A en croire certains, la crise de la boxe est mondiale. Il faut essayer de bien faire et de mettre en pratique toutes les bonnes idées émises, se rappeler aussi que le jeune qui vient à la boxe a déjà en tête l'idée de devenir professionnel plus tard. Si une fédération professionnelle se montait, l'élément amateur disparaîtrait certainement de la FTB dans une proportion de 90%. Mais il faut penser sérieusement au professionnalisme. C'est le vœu de tous les boxeurs…
Là encore, c'est un problème à réviser, puisqu'il y a un groupement professionnel!? (ce groupement n'a que le nom chez nous! Il est en veilleuse et très mal encadré. L'intérêt de se remplir les poches prime sur l'intérêt du boxeur et sa santé)
Dans les brefs délais et avant 2012, il faut avant tout s'intéresser au problème de l'enseignement. Le jugement joue un rôle important, mais si l'on fait sentir aux instructeurs qu'ils doivent travailler et, en conséquence, présenter de meilleurs boxeurs, la besogne des arbitres sera facilitée.

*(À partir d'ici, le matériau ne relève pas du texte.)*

//! Reconciliation of persisted progress against a freshly generated puzzle.

use crate::puzzle::{Puzzle, UNKNOWN};

use super::record::SavedRecord;

/// A digit token or the empty-slot marker. Nothing else may appear in a
/// persisted substitution or tray string.
fn is_token_char(ch: char) -> bool {
    ch == UNKNOWN || ch.is_ascii_digit()
}

/// Decide whether a persisted record can resume today's puzzle.
///
/// All four checks must hold: the record's id matches the expected game id,
/// each side's substitution string is exactly one character per slot, and
/// every character across substitutions and tray is a token character.
/// Any failure means the record is discarded whole and a fresh board starts;
/// no partial recovery is attempted.
#[must_use]
pub fn is_resumable(puzzle: &Puzzle, record: &SavedRecord, expected_id: i32) -> bool {
    if record.id != expected_id {
        return false;
    }
    if puzzle.lhs_slots() != record.lhs.chars().count() {
        return false;
    }
    if puzzle.rhs_slots() != record.rhs.chars().count() {
        return false;
    }
    record
        .lhs
        .chars()
        .chain(record.rhs.chars())
        .chain(record.reserves.chars())
        .all(is_token_char)
}
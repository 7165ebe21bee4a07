//! Puzzle data model: masked equation templates plus a reserve tray.

use serde::{Deserialize, Serialize};

pub mod generator;

pub use generator::generate;

/// Marker for an unfilled substitution slot in templates and boards.
pub const UNKNOWN: char = '?';

/// One day's puzzle for one tier.
///
/// `lhs` and `rhs` are templates over digits, `+ - *`, and [`UNKNOWN`];
/// `reserves` is the tray of digit tokens, sorted ascending at generation
/// time. Filling every slot from the tray (one decoy token remains) can
/// always reproduce an equation whose sides evaluate equal.
#[derive(Clone, Debug, PartialEq, Eq, Serialize, Deserialize)]
pub struct Puzzle {
    pub lhs: String,
    pub rhs: String,
    pub reserves: String,
}

impl Puzzle {
    /// Number of substitution slots on the left-hand side.
    #[must_use]
    pub fn lhs_slots(&self) -> usize {
        count_unknowns(&self.lhs)
    }

    /// Number of substitution slots on the right-hand side.
    #[must_use]
    pub fn rhs_slots(&self) -> usize {
        count_unknowns(&self.rhs)
    }
}

/// Count the unfilled-slot markers in a template or substitution string.
#[must_use]
pub fn count_unknowns(s: &str) -> usize {
    s.chars().filter(|&ch| ch == UNKNOWN).count()
}

/// Fill a template's slots, in order, from a substitution string.
///
/// Substitution characters may themselves be [`UNKNOWN`] (slot still empty).
///
/// # Panics
///
/// Panics if `substitutions` has fewer characters than the template has
/// slots; boards maintain that equality as an invariant.
#[must_use]
pub fn substitute(template: &str, substitutions: &str) -> String {
    let mut subs = substitutions.chars();
    template
        .chars()
        .map(|ch| {
            if ch == UNKNOWN {
                subs.next().expect("one substitution per slot")
            } else {
                ch
            }
        })
        .collect()
}

/// The all-empty substitution string for a template.
#[must_use]
pub fn empty_substitutions(template: &str) -> String {
    UNKNOWN.to_string().repeat(count_unknowns(template))
}

#[cfg(test)]
mod tests {
    use super::*;

    #[test]
    fn test_count_unknowns() {
        assert_eq!(count_unknowns("?+??"), 3);
        assert_eq!(count_unknowns("43"), 0);
        assert_eq!(count_unknowns(""), 0);
    }

    #[test]
    fn test_substitute_fills_in_order() {
        assert_eq!(substitute("?+??", "835"), "8+35");
        assert_eq!(substitute("?+??", "8?5"), "8+?5");
        assert_eq!(substitute("43", ""), "43");
    }

    #[test]
    fn test_empty_substitutions() {
        assert_eq!(empty_substitutions("?+??"), "???");
        assert_eq!(empty_substitutions("43"), "");
    }

    #[test]
    fn test_slot_counts() {
        let puzzle = Puzzle {
            lhs: "?+??".to_string(),
            rhs: "4?".to_string(),
            reserves: "13358".to_string(),
        };
        assert_eq!(puzzle.lhs_slots(), 3);
        assert_eq!(puzzle.rhs_slots(), 1);
    }
}
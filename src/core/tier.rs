//! Difficulty tiers and tier progression.

use serde::{Deserialize, Serialize};

/// Puzzle difficulty tier.
///
/// Tiers differ in operand count, operator selection, and how much of the
/// equation is masked. They also form a linear progression: solving one tier
/// unlocks the next.
#[derive(Clone, Copy, Debug, PartialEq, Eq, Hash, Serialize, Deserialize)]
pub enum Difficulty {
    Easy,
    Medium,
    Hard,
}

/// All tiers in progression order.
pub const ALL_DIFFICULTIES: [Difficulty; 3] = [
    Difficulty::Easy,
    Difficulty::Medium,
    Difficulty::Hard,
];

impl Difficulty {
    /// Tier index used in seed derivation: Easy=0, Medium=1, Hard=2.
    #[must_use]
    pub fn index(self) -> u8 {
        match self {
            Difficulty::Easy => 0,
            Difficulty::Medium => 1,
            Difficulty::Hard => 2,
        }
    }

    /// The next tier up, or `None` at the top.
    #[must_use]
    pub fn successor(self) -> Option<Difficulty> {
        match self {
            Difficulty::Easy => Some(Difficulty::Medium),
            Difficulty::Medium => Some(Difficulty::Hard),
            Difficulty::Hard => None,
        }
    }

    /// Tiers available to the player after solving this tier.
    #[must_use]
    pub fn unlocked_after_solve(self) -> &'static [Difficulty] {
        match self {
            Difficulty::Easy => &[Difficulty::Easy, Difficulty::Medium],
            Difficulty::Medium | Difficulty::Hard => &ALL_DIFFICULTIES,
        }
    }

    /// Stable key for per-tier persisted records.
    #[must_use]
    pub fn storage_key(self) -> &'static str {
        match self {
            Difficulty::Easy => "easy",
            Difficulty::Medium => "medium",
            Difficulty::Hard => "hard",
        }
    }
}

#[cfg(test)]
mod tests {
    use super::*;

    #[test]
    fn test_tier_indices() {
        assert_eq!(Difficulty::Easy.index(), 0);
        assert_eq!(Difficulty::Medium.index(), 1);
        assert_eq!(Difficulty::Hard.index(), 2);
    }

    #[test]
    fn test_successor_chain() {
        assert_eq!(Difficulty::Easy.successor(), Some(Difficulty::Medium));
        assert_eq!(Difficulty::Medium.successor(), Some(Difficulty::Hard));
        assert_eq!(Difficulty::Hard.successor(), None);
    }

    #[test]
    fn test_unlocks() {
        assert_eq!(
            Difficulty::Easy.unlocked_after_solve(),
            &[Difficulty::Easy, Difficulty::Medium]
        );
        assert_eq!(Difficulty::Medium.unlocked_after_solve(), &ALL_DIFFICULTIES);
        assert_eq!(Difficulty::Hard.unlocked_after_solve(), &ALL_DIFFICULTIES);
    }

    #[test]
    fn test_storage_keys_distinct() {
        assert_eq!(Difficulty::Easy.storage_key(), "easy");
        assert_eq!(Difficulty::Medium.storage_key(), "medium");
        assert_eq!(Difficulty::Hard.storage_key(), "hard");
    }
}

Si ces derniers suivaient strictement les règlements, que de réunions se termineraient tard! Donc, la responsabilité à rechercher en premier lieu est celle de l'enseignement.
D'autre part, le professeur n'a pas à abandonner ce qu'il aime, même s'il y a de mauvais juges…
Dans notre pays, l'arbitre de boxe est bien récompensé par rapport à ses homologues dans le continent africain et même européen. Il est devenu professionnel et son cachet est devenu très intéressant!
Mais il reste encore à améliorer le niveau des arbitres (des arbitres neutres et intègres). Combien de petites boxeurs (lors des combats de championnat ou de coupe) sont victimes de mauvaises décisions et finissent par être écœurés. A notre avis, le projet serait à codifier avec une question du jugement parallèle à celle de l'enseignement.
Rappelons qu'on ne façonne pas un arbitre. L'arbitre se fait lui-même. Certes, on peut essayer de lui inculquer des principes indispensables, mais c'est par l'expérience du ring qu'il pourra s'améliorer…
Il est temps de réviser tout le système de la boxe chez nous. Il faut trouver des hommes intègres pour veiller sur cette instance et éloigner tous les (anciens et nouveaux vautours) mauvais dirigeants et de cesser de nommer des bras cassés qui prennent la boxe pour une vache laitière.